Joanne Atlee, University of Waterloo, Canada
Modelling and Analysis of Code
Faced with the goal of performing a system-wide analysis on large heterogeneous systems without the benefit of a system-wide model, we sought instead to derive models from code. The result is a suite of tools for (1) extracting from code, and other software artifacts, a lightweight graphical model of the software that is sufficiently detailed to support analyses of control flows, data flows, and software dependencies; (2) expressing diverse analyses of interest; (3) analyzing relatively large software models; and (4) and visualizing the analysis results. In this talk, we present the tools as well as our experiences in applying them to open-source software systems and to automotive software components and product-lines of components.
Biography
Dr. Joanne Atlee (P.Eng) is a Professor in the David R. Cheriton School
of Computer Science at the University of Waterloo, where she is the
Director of Women in Computer Science and was the founding Director for
the Software Engineering program. Her research interests include
software requirements, software modelling, automated analysis of
software models, modular software development, and the detection and
resolution of feature interactions — applied to telephony and automotive
software. She served as the General Chair of the 41st International
Conference on Software Engineering (ICSE’19), the co-Program Chair of
the 31st International Conference on Software Engineering (ICSE’09), and
the Program Chair for the 13th IEEE Requirements Engineering Conference
(RE'05). She is a member of the International Federation for Information
Processing (IFIP) Working Group 2.9 on Software Requirements
Engineering. She serves on the editorial boards of Software and Systems
Modelling and ACM Transactions on Software Engineering and Methodology.

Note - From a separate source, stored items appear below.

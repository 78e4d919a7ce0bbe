//! Text generation against an external language model.
//!
//! | Provider   | Endpoint                     | Answer field                  |
//! |------------|------------------------------|-------------------------------|
//! | `ollama`   | `POST /api/generate`         | `response`                    |
//! | `openai`   | `POST /v1/chat/completions`  | `choices[0].message.content`  |
//! | `llamacpp` | `POST /completion`           | `content`                     |
//!
//! `openai` also covers OpenAI-compatible gateways (vLLM, LM Studio) via
//! `llm.url`; the API key is only required against api.openai.com.

use anyhow::{bail, Context, Result};
use std::time::Duration;

use crate::config::LlmConfig;
use crate::retry;

const OLLAMA_DEFAULT_URL: &str = "http://localhost:11434";
const OPENAI_DEFAULT_URL: &str = "https://api.openai.com";
const LLAMACPP_DEFAULT_URL: &str = "http://localhost:8080";

/// OpenAI rejects more than four stop sequences.
const OPENAI_MAX_STOP: usize = 4;

/// Model identifier reported alongside answers.
pub fn model_label(config: &LlmConfig) -> Option<String> {
    if !config.is_enabled() {
        return None;
    }
    Some(
        config
            .model
            .clone()
            .unwrap_or_else(|| config.provider.clone()),
    )
}

/// Complete `prompt` with the configured model and return the trimmed answer.
pub async fn generate(config: &LlmConfig, prompt: &str) -> Result<String> {
    let client = reqwest::Client::builder()
        .timeout(Duration::from_secs(config.timeout_secs))
        .build()?;

    let answer = match config.provider.as_str() {
        "ollama" => generate_ollama(&client, config, prompt).await?,
        "openai" => generate_openai(&client, config, prompt).await?,
        "llamacpp" => generate_llamacpp(&client, config, prompt).await?,
        "disabled" => bail!("Language model provider is disabled"),
        other => bail!("Unknown llm provider: {}", other),
    };

    Ok(answer.trim().to_string())
}

fn base_url<'a>(config: &'a LlmConfig, default: &'a str) -> &'a str {
    config.url.as_deref().unwrap_or(default).trim_end_matches('/')
}

fn required_model(config: &LlmConfig) -> Result<&str> {
    config
        .model
        .as_deref()
        .with_context(|| format!("llm.model required for {} provider", config.provider))
}

// ============ Ollama ============

async fn generate_ollama(client: &reqwest::Client, config: &LlmConfig, prompt: &str) -> Result<String> {
    let mut body = serde_json::json!({
        "model": required_model(config)?,
        "prompt": prompt,
        "stream": false,
        "options": {
            "num_predict": config.max_tokens,
            "temperature": config.temperature,
            "stop": config.stop,
        },
    });
    if let Some(system) = &config.system_prompt {
        body["system"] = serde_json::Value::String(system.clone());
    }

    let url = format!("{}/api/generate", base_url(config, OLLAMA_DEFAULT_URL));
    let json = retry::post_json(client, &url, None, &body, config.max_retries, "Ollama").await?;

    json.get("response")
        .and_then(|r| r.as_str())
        .map(|s| s.to_string())
        .ok_or_else(|| anyhow::anyhow!("Invalid Ollama response: missing response field"))
}

// ============ OpenAI ============

async fn generate_openai(client: &reqwest::Client, config: &LlmConfig, prompt: &str) -> Result<String> {
    let api_key = std::env::var("OPENAI_API_KEY").ok();
    if api_key.is_none() && config.url.is_none() {
        bail!("OPENAI_API_KEY environment variable not set");
    }

    let mut messages = Vec::new();
    if let Some(system) = &config.system_prompt {
        messages.push(serde_json::json!({"role": "system", "content": system}));
    }
    messages.push(serde_json::json!({"role": "user", "content": prompt}));

    let mut body = serde_json::json!({
        "model": required_model(config)?,
        "messages": messages,
        "max_tokens": config.max_tokens,
        "temperature": config.temperature,
    });
    if !config.stop.is_empty() {
        let stop: Vec<&String> = config.stop.iter().take(OPENAI_MAX_STOP).collect();
        body["stop"] = serde_json::json!(stop);
    }

    let url = format!("{}/v1/chat/completions", base_url(config, OPENAI_DEFAULT_URL));
    let json = retry::post_json(
        client,
        &url,
        api_key.as_deref(),
        &body,
        config.max_retries,
        "OpenAI",
    )
    .await?;

    json.pointer("/choices/0/message/content")
        .and_then(|c| c.as_str())
        .map(|s| s.to_string())
        .ok_or_else(|| anyhow::anyhow!("Invalid OpenAI response: missing choices[0].message.content"))
}

// ============ llama.cpp server ============

async fn generate_llamacpp(
    client: &reqwest::Client,
    config: &LlmConfig,
    prompt: &str,
) -> Result<String> {
    let prompt = match &config.system_prompt {
        Some(system) => format!("{}\n\n{}", system, prompt),
        None => prompt.to_string(),
    };
    let body = serde_json::json!({
        "prompt": prompt,
        "n_predict": config.max_tokens,
        "temperature": config.temperature,
        "stop": config.stop,
    });

    let url = format!("{}/completion", base_url(config, LLAMACPP_DEFAULT_URL));
    let json = retry::post_json(client, &url, None, &body, config.max_retries, "llama.cpp").await?;

    json.get("content")
        .and_then(|c| c.as_str())
        .map(|s| s.to_string())
        .ok_or_else(|| anyhow::anyhow!("Invalid llama.cpp response: missing content field"))
}

#[cfg(test)]
mod tests {
    use super::*;
    use wiremock::matchers::{body_partial_json, method, path};
    use wiremock::{Mock, MockServer, ResponseTemplate};

    fn config(provider: &str, url: &str) -> LlmConfig {
        LlmConfig {
            provider: provider.to_string(),
            model: Some("test-model".to_string()),
            url: Some(url.to_string()),
            max_retries: 0,
            ..LlmConfig::default()
        }
    }

    #[tokio::test]
    async fn ollama_generate() {
        let server = MockServer::start().await;
        Mock::given(method("POST"))
            .and(path("/api/generate"))
            .and(body_partial_json(serde_json::json!({
                "model": "test-model",
                "stream": false,
                "options": {"num_predict": 500, "stop": ["Question:"]}
            })))
            .respond_with(ResponseTemplate::new(200).set_body_json(serde_json::json!({
                "response": "  Rust is a systems language.\n"
            })))
            .mount(&server)
            .await;

        let answer = generate(&config("ollama", &server.uri()), "prompt").await.unwrap();
        assert_eq!(answer, "Rust is a systems language.");
    }

    #[tokio::test]
    async fn openai_compatible_chat() {
        let server = MockServer::start().await;
        Mock::given(method("POST"))
            .and(path("/v1/chat/completions"))
            .and(body_partial_json(serde_json::json!({
                "messages": [
                    {"role": "system", "content": "Be brief."},
                    {"role": "user", "content": "prompt"}
                ]
            })))
            .respond_with(ResponseTemplate::new(200).set_body_json(serde_json::json!({
                "choices": [{"message": {"role": "assistant", "content": "Short answer."}}]
            })))
            .mount(&server)
            .await;

        let mut cfg = config("openai", &server.uri());
        cfg.system_prompt = Some("Be brief.".to_string());
        let answer = generate(&cfg, "prompt").await.unwrap();
        assert_eq!(answer, "Short answer.");
    }

    #[tokio::test]
    async fn llamacpp_completion() {
        let server = MockServer::start().await;
        Mock::given(method("POST"))
            .and(path("/completion"))
            .and(body_partial_json(serde_json::json!({"n_predict": 500})))
            .respond_with(ResponseTemplate::new(200).set_body_json(serde_json::json!({
                "content": "From llama."
            })))
            .mount(&server)
            .await;

        let mut cfg = config("llamacpp", &server.uri());
        cfg.model = None;
        assert_eq!(generate(&cfg, "prompt").await.unwrap(), "From llama.");
        assert_eq!(model_label(&cfg).as_deref(), Some("llamacpp"));
    }

    #[tokio::test]
    async fn malformed_response_is_an_error() {
        let server = MockServer::start().await;
        Mock::given(method("POST"))
            .respond_with(ResponseTemplate::new(200).set_body_json(serde_json::json!({"other": 1})))
            .mount(&server)
            .await;

        let err = generate(&config("ollama", &server.uri()), "p").await.unwrap_err();
        assert!(err.to_string().contains("missing response"));
    }

    #[tokio::test]
    async fn disabled_provider_errors() {
        assert!(generate(&LlmConfig::default(), "p").await.is_err());
        assert_eq!(model_label(&LlmConfig::default()), None);
    }
}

She is an ACM Distinguished Scientist, the 2020 recipient of the IEEE CS
TCSE Distinguished Women in Science and Engineering (WISE) Leadership
Award, and the 2022 recipient of the ACM SIGSOFT Distinguished Service
Award.
Thomas Zimmermann, Microsoft
Biography
Thomas Zimmermann is a Sr. Principal Researcher at Microsoft,
where he works on cutting-edge research and innovation in data science,
machine learning, software engineering, and digital games. He has over
15 years of experience in the field, with more than 100 publications
that have been cited over 25,000 times. His research mission is to
empower software developers and organizations to build better software
and services with AI. He is best known for his pioneering work on
systematic mining of software repositories and his empirical studies of
software development in industry. He has contributed to several
Microsoft products and tools, such as Visual Studio, GitHub, and Xbox.
He is an ACM Fellow, an IEEE Fellow, recipient of the IEEE TCSE Edward
J. McCluskey Technical Achievement award, and Co-Editor in Chief of the
Empirical Software Engineering journal. He is the Chair of the ACM
Special Interest Group on Software Engineering and a frequent committee
member for top software engineering conferences.